Start of INFORMATION PROVIDED
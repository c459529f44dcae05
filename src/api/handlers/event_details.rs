//! Public event details and the admin-managed banner image.

use axum::{
    Json,
    extract::{Extension, Multipart, multipart::MultipartRejection},
    http::{
        StatusCode,
        header::{CACHE_CONTROL, CONTENT_TYPE},
    },
    response::{IntoResponse, Response},
};
use serde::Deserialize;
use std::sync::Arc;
use utoipa::ToSchema;

use super::{ApiFailure, ApiResponse, failure, multipart_error, success};
use crate::api::Environment;
use crate::desk::Desk;
use crate::error::Error;
use crate::models::EventDetails;

#[derive(Debug, Default, Deserialize, ToSchema)]
#[serde(rename_all = "camelCase")]
pub struct EventDetailsRequest {
    #[serde(default)]
    pub date: String,
    #[serde(default)]
    pub time: String,
    #[serde(default)]
    pub venue: String,
    pub updated_by: Option<String>,
}

#[derive(Debug, Default, Deserialize, ToSchema)]
#[serde(rename_all = "camelCase")]
pub struct BannerDeleteRequest {
    pub updated_by: Option<String>,
}

/// Multipart form accepted by `POST /api/event-details/banner`.
#[allow(dead_code)]
#[derive(ToSchema)]
#[schema(rename_all = "camelCase")]
pub struct BannerForm {
    #[schema(value_type = String, format = Binary)]
    pub banner: Vec<u8>,
    pub updated_by: Option<String>,
}

struct BannerUpload {
    data: Option<Vec<u8>>,
    mime_type: String,
    updated_by: Option<String>,
}

async fn read_banner(mut multipart: Multipart, max_bytes: usize) -> Result<BannerUpload, Error> {
    let mut upload = BannerUpload {
        data: None,
        mime_type: String::new(),
        updated_by: None,
    };
    while let Some(field) = multipart
        .next_field()
        .await
        .map_err(|err| multipart_error(&err, "Banner image", max_bytes))?
    {
        match field.name() {
            Some("banner") => {
                upload.mime_type = field.content_type().unwrap_or_default().to_string();
                let data = field
                    .bytes()
                    .await
                    .map_err(|err| multipart_error(&err, "Banner image", max_bytes))?;
                upload.data = Some(data.to_vec());
            }
            Some("updatedBy") => {
                let value = field
                    .text()
                    .await
                    .map_err(|err| multipart_error(&err, "Banner image", max_bytes))?;
                upload.updated_by = Some(value);
            }
            _ => {}
        }
    }
    Ok(upload)
}

#[utoipa::path(
    get,
    path = "/api/event-details",
    responses(
        (status = 200, description = "Current event details", body = ApiResponse<EventDetails>)
    ),
    tag = "event"
)]
pub async fn get_event_details(
    desk: Extension<Arc<Desk>>,
    environment: Extension<Environment>,
) -> Response {
    match desk.event_details().await {
        Ok(details) => success(StatusCode::OK, "Event details retrieved", details),
        Err(err) => failure(&err, *environment),
    }
}

#[utoipa::path(
    put,
    path = "/api/event-details",
    request_body = EventDetailsRequest,
    responses(
        (status = 200, description = "Event details updated", body = ApiResponse<EventDetails>),
        (status = 400, description = "Date, time or venue missing", body = ApiFailure)
    ),
    tag = "event"
)]
pub async fn update_event_details(
    desk: Extension<Arc<Desk>>,
    environment: Extension<Environment>,
    payload: Option<Json<EventDetailsRequest>>,
) -> Response {
    let request = payload.map(|Json(request)| request).unwrap_or_default();
    match desk
        .update_event_details(
            &request.date,
            &request.time,
            &request.venue,
            request.updated_by.as_deref(),
        )
        .await
    {
        Ok(details) => success(StatusCode::OK, "Event details updated successfully", details),
        Err(err) => failure(&err, *environment),
    }
}

#[utoipa::path(
    get,
    path = "/api/event-details/banner",
    responses(
        (status = 200, description = "Banner image", content_type = "image/*"),
        (status = 404, description = "No banner set", body = ApiFailure)
    ),
    tag = "event"
)]
pub async fn get_banner(desk: Extension<Arc<Desk>>, environment: Extension<Environment>) -> Response {
    match desk.banner().await {
        Ok(banner) => (
            StatusCode::OK,
            [
                (CONTENT_TYPE, banner.mime_type),
                (CACHE_CONTROL, "no-cache".to_string()),
            ],
            banner.data,
        )
            .into_response(),
        Err(err) => failure(&err, *environment),
    }
}

#[utoipa::path(
    post,
    path = "/api/event-details/banner",
    request_body(content = BannerForm, content_type = "multipart/form-data"),
    responses(
        (status = 200, description = "Banner stored", body = ApiResponse<EventDetails>),
        (status = 400, description = "Missing, empty, oversized or non-image file", body = ApiFailure)
    ),
    tag = "event"
)]
pub async fn upload_banner(
    desk: Extension<Arc<Desk>>,
    environment: Extension<Environment>,
    multipart: Result<Multipart, MultipartRejection>,
) -> Response {
    let multipart = match multipart {
        Ok(multipart) => multipart,
        Err(rejection) => {
            let err = Error::InvalidInput(format!("Invalid form data: {}", rejection.body_text()));
            return failure(&err, *environment);
        }
    };

    let upload = match read_banner(multipart, desk.config().max_banner_bytes()).await {
        Ok(upload) => upload,
        Err(err) => return failure(&err, *environment),
    };
    let Some(data) = upload.data else {
        let err = Error::InvalidAttachment("Banner image is required".to_string());
        return failure(&err, *environment);
    };

    match desk
        .upload_banner(data, &upload.mime_type, upload.updated_by.as_deref())
        .await
    {
        Ok(details) => success(StatusCode::OK, "Banner uploaded successfully", details),
        Err(err) => failure(&err, *environment),
    }
}

#[utoipa::path(
    delete,
    path = "/api/event-details/banner",
    request_body = BannerDeleteRequest,
    responses(
        (status = 200, description = "Banner removed", body = ApiResponse<EventDetails>)
    ),
    tag = "event"
)]
pub async fn delete_banner(
    desk: Extension<Arc<Desk>>,
    environment: Extension<Environment>,
    payload: Option<Json<BannerDeleteRequest>>,
) -> Response {
    let request = payload.map(|Json(request)| request).unwrap_or_default();
    match desk.delete_banner(request.updated_by.as_deref()).await {
        Ok(details) => success(StatusCode::OK, "Banner removed successfully", details),
        Err(err) => failure(&err, *environment),
    }
}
End of INFORMATION PROVIDED
*TASK PROMPT*: Where a line in the material above holds "struct", copy that line.

*SOLUTION TO THIS EXERCISE*:
pub struct EventDetailsRequest {
pub struct BannerDeleteRequest {
pub struct BannerForm {
struct BannerUpload {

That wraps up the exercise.